À la maison ou à l’école, la vigilance face aux allergies reste donc primordiale. Mais cette surveillance constante n’est pas sans conséquence sur le quotidien des enfants porteurs d’une allergie alimentaire sévère. «Le risque le plus important est à l’école. Car, à la maison, on peut tout gérer. Il faut donc qu’il y ait des enseignants formés sur ces sujets, notamment en cas d’urgence. Et ce n’est pas quelque chose qui est systématique dans les écoles (…) De plus, il n’y a pas encore une politique standardisée de gestion des allergies alimentaires. C’est un plan d’accueil individualisé qui est ouvert à la fois aux enfants qui ont des maladies chroniques comme le diabète ou l’asthme et à ceux qui ont des allergies alimentaires», regrette Tamara Smit.
Nous voyons de plus en plus d’enfants être porteurs d’une allergie alimentaire
Du côté des cantines, les mêmes problèmes se posent. «Les restaurants scolaires travaillent tous très différemment au Luxembourg. Certains peuvent accueillir des enfants avec des allergies et d’autres non. Mais dans la plupart des cas, ils rentrent chez eux pour manger le midi. Ce qui, forcément, a des conséquences sur l’organisation de travail des parents», explique la présidente de l’ASBL.
À l’école, les enfants porteurs d’une allergie peuvent aussi parfois souffrir d’une certaine stigmatisation. «Ils peuvent se sentir exclus quand ils ne mangent pas comme les autres ou ne font pas certaines activités. Les parents ont peur de les faire participer aux anniversaires de leurs amis. Cela a un vrai impact sur leur qualité de vie, mais aussi sur celle des parents. En tant que maman de jumeaux ayant une allergie aux fruits à coque, je redoute toujours les appels de l’école.»
L’association compte sept membres bénévoles au sein de son comité.
Sensibiliser dès le plus jeune âge
C’est en réaction au désarroi ressenti par les parents que l’association Luxembourg Allergy Network a été constituée, il y a dix ans. «Notre objectif principal est d’apporter un soutien aux familles, car nous sommes tous des parents ayant des enfants porteurs d’une allergie alimentaire. Quand on apprend que notre enfant souffre d’une allergie, on peut se sentir seul. En parler avec d’autres parents peut être rassurant.
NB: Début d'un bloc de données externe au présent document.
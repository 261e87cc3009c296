// src/cert_decoder.rs
use crate::error::{DecodeError, DecodeStage};
use crate::types::DecodedIdentity;
use base64::Engine;
use sha2::{Digest, Sha256};
use std::borrow::Cow;
use std::fmt;
use x509_parser::der_parser::parse_der;
use x509_parser::extensions::{GeneralName, ParsedExtension};
use x509_parser::pem::parse_x509_pem;
use x509_parser::prelude::*;

/// Length of the fixed MerkleTreeLeaf header: version, leaf type, timestamp, entry type
const LEAF_HEADER_LEN: usize = 12;
const ISSUER_KEY_HASH_LEN: usize = 32;

/// What the envelope step produced
#[derive(Debug, Clone, Copy, PartialEq, Eq)]
enum PayloadKind {
    /// Full X.509 certificate
    Certificate,
    /// Bare TBSCertificate from a precert_entry
    PrecertTbs,
}

#[derive(Debug)]
struct Payload<'a> {
    kind: PayloadKind,
    der: Cow<'a, [u8]>,
}

/// Turns encoded log leaves into certificate identities
pub struct CertificateDecoder;

impl CertificateDecoder {
    /// Decode a base64 leaf into the subject CN and DNS alternative names.
    ///
    /// Each step is tried in order: base64, envelope (PEM or RFC 6962
    /// MerkleTreeLeaf), certificate parse, then a raw DER read that only
    /// classifies why the certificate parse failed.
    pub fn decode(encoded_leaf: &str) -> Result<DecodedIdentity, DecodeError> {
        let bytes = base64::engine::general_purpose::STANDARD
            .decode(encoded_leaf.trim())
            .map_err(|e| DecodeError::new(DecodeStage::Base64, e.to_string()))?;

        let payload = Self::unwrap_envelope(&bytes)?;
        let identity = Self::parse_payload(&payload)?;

        if identity.is_empty() {
            return Err(DecodeError::new(
                DecodeStage::EmptyIdentity,
                "certificate has no common name and no DNS alternative names",
            ));
        }

        Ok(identity)
    }

    fn unwrap_envelope(bytes: &[u8]) -> Result<Payload<'_>, DecodeError> {
        if bytes.trim_ascii_start().starts_with(b"-----BEGIN") {
            return Self::unwrap_pem(bytes);
        }

        // MerkleTreeLeaf starts with version v1 (0) and leaf type timestamped_entry (0).
        // Bare DER always starts with a SEQUENCE tag. A rejected leaf is
        // classified like any other unparsable payload.
        if bytes.len() >= 2 && bytes[0] == 0 && bytes[1] == 0 {
            return Self::unwrap_merkle_leaf(bytes)
                .map_err(|e| Self::classify_failure(bytes, e.detail));
        }

        Ok(Payload {
            kind: PayloadKind::Certificate,
            der: Cow::Borrowed(bytes),
        })
    }

    fn unwrap_pem(bytes: &[u8]) -> Result<Payload<'_>, DecodeError> {
        let (_, pem) = parse_x509_pem(bytes.trim_ascii_start())
            .map_err(|e| DecodeError::new(DecodeStage::Envelope, format!("invalid PEM block: {:?}", e)))?;

        Ok(Payload {
            kind: PayloadKind::Certificate,
            der: Cow::Owned(pem.contents),
        })
    }

    fn unwrap_merkle_leaf(bytes: &[u8]) -> Result<Payload<'_>, DecodeError> {
        if bytes.len() < LEAF_HEADER_LEN {
            return Err(DecodeError::new(
                DecodeStage::Envelope,
                format!("leaf input too short: {} bytes", bytes.len()),
            ));
        }

        let entry_type = u16::from_be_bytes([bytes[10], bytes[11]]);

        let (kind, body) = match entry_type {
            0 => (PayloadKind::Certificate, &bytes[LEAF_HEADER_LEN..]),
            1 => {
                let body = bytes.get(LEAF_HEADER_LEN + ISSUER_KEY_HASH_LEN..).ok_or_else(|| {
                    DecodeError::new(DecodeStage::Envelope, "precert_entry too short for issuer key hash")
                })?;
                (PayloadKind::PrecertTbs, body)
            }
            other => {
                return Err(DecodeError::new(
                    DecodeStage::Envelope,
                    format!("unknown entry type: {}", other),
                ));
            }
        };

        let der = Self::read_u24_prefixed(body)?;

        Ok(Payload {
            kind,
            der: Cow::Borrowed(der),
        })
    }

    fn read_u24_prefixed(body: &[u8]) -> Result<&[u8], DecodeError> {
        if body.len() < 3 {
            return Err(DecodeError::new(DecodeStage::Envelope, "missing certificate length"));
        }

        let len = ((body[0] as usize) << 16) | ((body[1] as usize) << 8) | (body[2] as usize);

        body.get(3..3 + len).ok_or_else(|| {
            DecodeError::new(
                DecodeStage::Envelope,
                format!("certificate truncated: expected {} bytes, have {}", len, body.len() - 3),
            )
        })
    }

    fn parse_payload(payload: &Payload<'_>) -> Result<DecodedIdentity, DecodeError> {
        let der: &[u8] = &payload.der;

        let parsed = match payload.kind {
            PayloadKind::Certificate => {
                X509Certificate::from_der(der).map(|(_, cert)| Self::identity_from_tbs(&cert.tbs_certificate))
            }
            PayloadKind::PrecertTbs => {
                TbsCertificate::from_der(der).map(|(_, tbs)| Self::identity_from_tbs(&tbs))
            }
        };

        match parsed {
            Ok(mut identity) => {
                identity.fingerprint = Self::fingerprint(der);
                Ok(identity)
            }
            Err(cert_err) => Err(Self::classify_failure(der, cert_err)),
        }
    }

    /// Well-formed DER that is not a certificate is reported separately from garbage.
    /// Well-formed means one DER record spanning the whole payload.
    fn classify_failure(der: &[u8], cause: impl fmt::Display) -> DecodeError {
        match parse_der(der) {
            Ok((rest, _)) if rest.is_empty() => DecodeError::new(
                DecodeStage::UnrecognizedFormat,
                format!("well-formed DER but not a certificate: {}", cause),
            ),
            Ok((rest, _)) => DecodeError::new(
                DecodeStage::MalformedBinary,
                format!("{}; {} trailing bytes after DER record", cause, rest.len()),
            ),
            Err(der_err) => DecodeError::new(
                DecodeStage::MalformedBinary,
                format!("{}; not valid DER: {}", cause, der_err),
            ),
        }
    }

    fn identity_from_tbs(tbs: &TbsCertificate<'_>) -> DecodedIdentity {
        let common_name = tbs
            .subject()
            .iter_common_name()
            .find_map(|attr| attr.as_str().ok())
            .unwrap_or_default()
            .to_string();

        let mut subject_alt_names = Vec::new();

        for ext in tbs.extensions() {
            if let ParsedExtension::SubjectAlternativeName(san) = ext.parsed_extension() {
                for general_name in &san.general_names {
                    if let GeneralName::DNSName(dns_name) = general_name {
                        subject_alt_names.push(dns_name.to_string());
                    }
                }
            }
        }

        DecodedIdentity::new(common_name, subject_alt_names)
    }

    fn fingerprint(der: &[u8]) -> String {
        let mut hasher = Sha256::new();
        hasher.update(der);
        hex::encode(hasher.finalize())
    }
}
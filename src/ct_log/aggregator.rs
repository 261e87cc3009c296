// src/ct_log/aggregator.rs
use std::sync::atomic::{AtomicUsize, Ordering};
use std::sync::Arc;
use tokio::sync::mpsc;
use tracing::{info, warn};

use super::pool::{BatchOutcome, BatchResult};
use crate::output::OutputManager;
use crate::types::MatchResult;

/// Final outcome of a scan
#[derive(Debug, Clone, Default)]
pub struct ScanReport {
    /// Matches in arrival order
    pub matches: Vec<MatchResult>,
    pub batches_completed: u64,
    pub batches_empty: u64,
    pub batches_failed: u64,
    pub entries: u64,
    pub decode_failures: u64,
    /// First offset not yet dispatched when the scan stopped
    pub next_offset: u64,
}

impl ScanReport {
    pub fn batches_attempted(&self) -> u64 {
        self.batches_completed + self.batches_empty + self.batches_failed
    }
}

/// Drains per-batch results into one ordered collection
pub struct ResultAggregator {
    result_rx: mpsc::Receiver<BatchResult>,
    output: OutputManager,
    match_count: Arc<AtomicUsize>,
}

impl ResultAggregator {
    pub fn new(result_rx: mpsc::Receiver<BatchResult>, output: OutputManager) -> Self {
        Self {
            result_rx,
            output,
            match_count: Arc::new(AtomicUsize::new(0)),
        }
    }

    /// Running number of matches aggregated so far
    pub fn match_count(&self) -> Arc<AtomicUsize> {
        Arc::clone(&self.match_count)
    }

    /// Consume results until every sender is gone.
    ///
    /// The queue only closes once the pool has drained, so results already
    /// queued at shutdown are never lost.
    pub async fn run(mut self) -> ScanReport {
        let mut report = ScanReport::default();

        while let Some(batch) = self.result_rx.recv().await {
            match batch.outcome {
                BatchOutcome::Completed => report.batches_completed += 1,
                BatchOutcome::Empty => report.batches_empty += 1,
                BatchOutcome::Failed => report.batches_failed += 1,
            }
            report.entries += batch.entries as u64;
            report.decode_failures += batch.decode_failures as u64;

            for result in batch.matches {
                if let Err(e) = self.output.emit(&result).await {
                    warn!("Output error: {:?}", e);
                }
                report.matches.push(result);
                self.match_count.fetch_add(1, Ordering::Relaxed);
            }
        }

        if let Err(e) = self.output.flush().await {
            warn!("Failed to flush output: {:?}", e);
        }

        info!(
            "Result queue drained: {} matches from {} batches ({} failed, {} empty)",
            report.matches.len(),
            report.batches_attempted(),
            report.batches_failed,
            report.batches_empty
        );

        report
    }
}
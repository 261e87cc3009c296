// src/ct_log/mod.rs
pub mod aggregator;
pub mod client;
pub mod generator;
pub mod pool;
pub mod scanner;

pub use aggregator::{ResultAggregator, ScanReport};
pub use client::{CtLogClient, LogSource, RetryingSource};
pub use generator::{BatchRangeGenerator, BatchRanges, ScanProgress};
pub use pool::{BatchOutcome, BatchResult, PoolSummary, ScanWorkerPool};
pub use scanner::Scanner;
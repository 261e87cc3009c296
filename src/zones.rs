// src/zones.rs
//! Watched zones and the matcher that checks certificate names against them

use crate::error::ConfigError;
use crate::types::DecodedIdentity;
use anyhow::Context;
use serde::Deserialize;
use std::fs;
use std::path::Path;
use std::sync::Arc;

/// How a name is compared against a zone
#[derive(Debug, Clone, Copy, Default, PartialEq, Eq, Deserialize)]
#[serde(rename_all = "snake_case")]
pub enum MatchStrategy {
    /// Zone occurs anywhere inside the name
    #[default]
    Substring,
    /// Name equals the zone or is a subdomain of it
    Suffix,
}

/// Immutable set of watched zones, lowercased and deduplicated
#[derive(Debug, Clone)]
pub struct ZoneSet {
    zones: Arc<[String]>,
}

impl ZoneSet {
    pub fn new<I, S>(zones: I) -> Result<Self, ConfigError>
    where
        I: IntoIterator<Item = S>,
        S: AsRef<str>,
    {
        let mut normalized: Vec<String> = Vec::new();

        for (position, zone) in zones.into_iter().enumerate() {
            let zone = zone.as_ref().trim().to_ascii_lowercase();
            if zone.is_empty() {
                return Err(ConfigError::BlankZone(position));
            }
            if !normalized.contains(&zone) {
                normalized.push(zone);
            }
        }

        if normalized.is_empty() {
            return Err(ConfigError::EmptyZoneSet);
        }

        Ok(Self {
            zones: normalized.into(),
        })
    }

    /// Load zones from a JSON array of strings
    pub fn from_json_file(path: &Path) -> anyhow::Result<Self> {
        let contents = fs::read_to_string(path)
            .with_context(|| format!("Failed to read zones file {}", path.display()))?;
        let zones: Vec<String> = serde_json::from_str(&contents)
            .with_context(|| format!("Failed to parse zones file {}", path.display()))?;
        Ok(Self::new(zones)?)
    }

    pub fn iter(&self) -> impl Iterator<Item = &str> {
        self.zones.iter().map(String::as_str)
    }

    pub fn len(&self) -> usize {
        self.zones.len()
    }

    pub fn is_empty(&self) -> bool {
        self.zones.is_empty()
    }
}

/// Checks decoded identities against a zone set. Pure, shared read-only by all workers.
#[derive(Debug, Clone)]
pub struct ZoneMatcher {
    zones: ZoneSet,
    strategy: MatchStrategy,
}

impl ZoneMatcher {
    pub fn new(zones: ZoneSet, strategy: MatchStrategy) -> Self {
        Self { zones, strategy }
    }

    pub fn zones(&self) -> &ZoneSet {
        &self.zones
    }

    pub fn strategy(&self) -> MatchStrategy {
        self.strategy
    }

    /// Names from `identity` that match at least one zone.
    ///
    /// Common name is checked before alternative names, and each distinct
    /// name appears once however many zones it matches.
    pub fn matches(&self, identity: &DecodedIdentity) -> Vec<String> {
        let mut matched: Vec<String> = Vec::new();

        for name in identity.names() {
            if matched.iter().any(|m| m == name) {
                continue;
            }
            if self.name_matches(name) {
                matched.push(name.to_string());
            }
        }

        matched
    }

    /// Check a single name against every zone
    pub fn name_matches(&self, name: &str) -> bool {
        let host = name.to_ascii_lowercase();
        self.zones
            .iter()
            .any(|zone| Self::matches_zone(&host, zone, self.strategy))
    }

    fn matches_zone(host: &str, zone: &str, strategy: MatchStrategy) -> bool {
        match strategy {
            MatchStrategy::Substring => host.contains(zone),
            MatchStrategy::Suffix => {
                let zone = zone.trim_start_matches("*.").trim_start_matches('.');
                host == zone || host.ends_with(&format!(".{}", zone))
            }
        }
    }
}
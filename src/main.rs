// src/main.rs
use clap::Parser;
use ct_zonescan::cli::{Cli, OutputFormat};
use ct_zonescan::config::Config;
use ct_zonescan::ct_log::{CtLogClient, Scanner};
use ct_zonescan::output::{human, json, OutputManager};
use ct_zonescan::progress::ProgressIndicator;
use ct_zonescan::shutdown::ShutdownSignal;
use ct_zonescan::stats::ScanStats;
use ct_zonescan::zones::ZoneSet;
use std::path::Path;
use std::sync::Arc;
use std::time::Duration;
use tracing_subscriber::EnvFilter;

#[tokio::main]
async fn main() -> anyhow::Result<()> {
    // Parse CLI arguments
    let cli = Cli::parse();

    // Validate arguments
    cli.validate()?;

    // Load config file
    let mut config = Config::from_file(Path::new(&cli.config))?;

    // Apply CLI overrides
    if let Some(ref url) = cli.log_url {
        config.scan.log_url = url.clone();
    }
    if let Some(start) = cli.start {
        config.scan.start_index = start;
    }
    if let Some(end) = cli.end {
        config.scan.end_index = Some(end);
    }
    if let Some(workers) = cli.workers {
        config.scan.workers = workers;
    }
    if let Some(batch_size) = cli.batch_size {
        config.scan.batch_size = batch_size;
    }

    // Initialize logging
    let log_level = cli
        .log_level_override()
        .unwrap_or(config.logging.level.as_str());

    let env_filter = EnvFilter::try_from_default_env()
        .unwrap_or_else(|_| EnvFilter::new(log_level));

    tracing_subscriber::fmt()
        .with_env_filter(env_filter)
        .with_writer(std::io::stderr)
        .init();

    tracing::info!("Starting ct-zonescan...");

    let zones = ZoneSet::from_json_file(Path::new(&cli.zones))?;
    tracing::info!("Loaded {} zones from {}", zones.len(), cli.zones);

    if cli.to_head {
        let client = CtLogClient::new(config.scan.base_url(), config.scan.network_timeout())?;
        let sth = client.get_sth().await?;
        tracing::info!("Log head is at tree size {}", sth.tree_size);
        config.scan.end_index = Some(sth.tree_size);
    }

    // Create output manager
    let mut output_manager = OutputManager::new();

    match cli.output_format() {
        OutputFormat::Human => {
            output_manager.add_sink(Arc::new(human::HumanOutput::new()));
        }
        OutputFormat::Json => {
            output_manager.add_sink(Arc::new(json::JsonOutput::new()));
        }
        OutputFormat::Silent => {
            tracing::info!("Silent mode: no stdout output");
        }
    }

    let scanner = Scanner::from_config(config.scan, zones)?
        .with_tracing(config.logging.verbose)
        .with_output(output_manager);
    let stats = scanner.stats();

    // Progress indicator and periodic stats
    let progress = ProgressIndicator::new(cli.should_show_progress());
    let tracker = if cli.stats || progress.is_enabled() {
        let interval = if cli.stats {
            Duration::from_secs(cli.stats_interval)
        } else {
            Duration::from_secs(1)
        };
        Some(progress.track(stats.clone(), interval))
    } else {
        None
    };

    // Ctrl-C stops dispatching; in-flight batches still finish
    let shutdown = ShutdownSignal::new();
    {
        let shutdown = shutdown.clone();
        tokio::spawn(async move {
            if tokio::signal::ctrl_c().await.is_ok() {
                tracing::info!("Interrupt received, stopping scan...");
                shutdown.trigger();
            }
        });
    }

    let report = scanner.run(shutdown).await;

    if let Some(handle) = tracker {
        handle.abort();
    }
    progress.finish();

    if let Some(ref path) = cli.output_file {
        json::write_report(Path::new(path), &report.matches)?;
        tracing::info!("Wrote {} matches to {}", report.matches.len(), path);
    }

    tracing::info!(
        "Resume with --start {} to continue where this scan stopped",
        report.next_offset
    );

    // Print final stats if enabled
    if cli.stats {
        let snapshot = stats.snapshot();
        eprintln!("\n\n📊 Final Statistics:");
        eprintln!("  Batches attempted: {}", snapshot.batches_attempted);
        eprintln!("  Batches failed: {}", snapshot.batches_failed);
        eprintln!("  Entries decoded: {}", snapshot.entries_decoded);
        eprintln!("  Decode failures: {}", snapshot.entries_failed);
        eprintln!("  Matches found: {}", snapshot.matches_found);
        eprintln!("  Rate: {:.1} entries/min", snapshot.entries_per_minute);
        eprintln!("  Uptime: {}", ScanStats::format_uptime(snapshot.uptime_secs));
        eprintln!("  Next offset: {}", report.next_offset);
    }

    Ok(())
}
Nous faisons également des actions de sensibilisation dans les écoles et auprès du grand public, dans les centres commerciaux.»
Si certaines allergies peuvent disparaître au fil du temps, la plupart d’entre elles restent présentes tout au long de la vie d’un individu. Alors, une fois sortis de l’école, les adultes allergiques doivent faire face à d’autres problèmes. Bien qu’aujourd’hui de nombreux efforts aient été faits du côté des industriels avec la présence des allergènes sur les étiquettes des produits, pour Tamara Smit, cela n’est pas encore suffisant. «La liste des 14 allergènes est obligatoire. Mais la mention « peut contenir des traces d’un certain type d’allergène » peut induire en erreur le consommateur. Il y a donc beaucoup de confusion et cela limite ses choix.» La présidente de l’association espère encore d’autres avancées pour les personnes souffrant d’une allergie au Luxembourg ou en Europe.
À l’heure actuelle, les fabricants de denrées alimentaires vendues dans l’Union européenne doivent mentionner 14 allergènes en vertu de la législation européenne. Il s’agit des céréales contenant du gluten, du lait, des œufs, des noix, des arachides, du soja, du poisson, des crustacés, des mollusques, du céleri, du lupin, du sésame, de la moutarde et des sulfites. Cette liste est susceptible d’évoluer.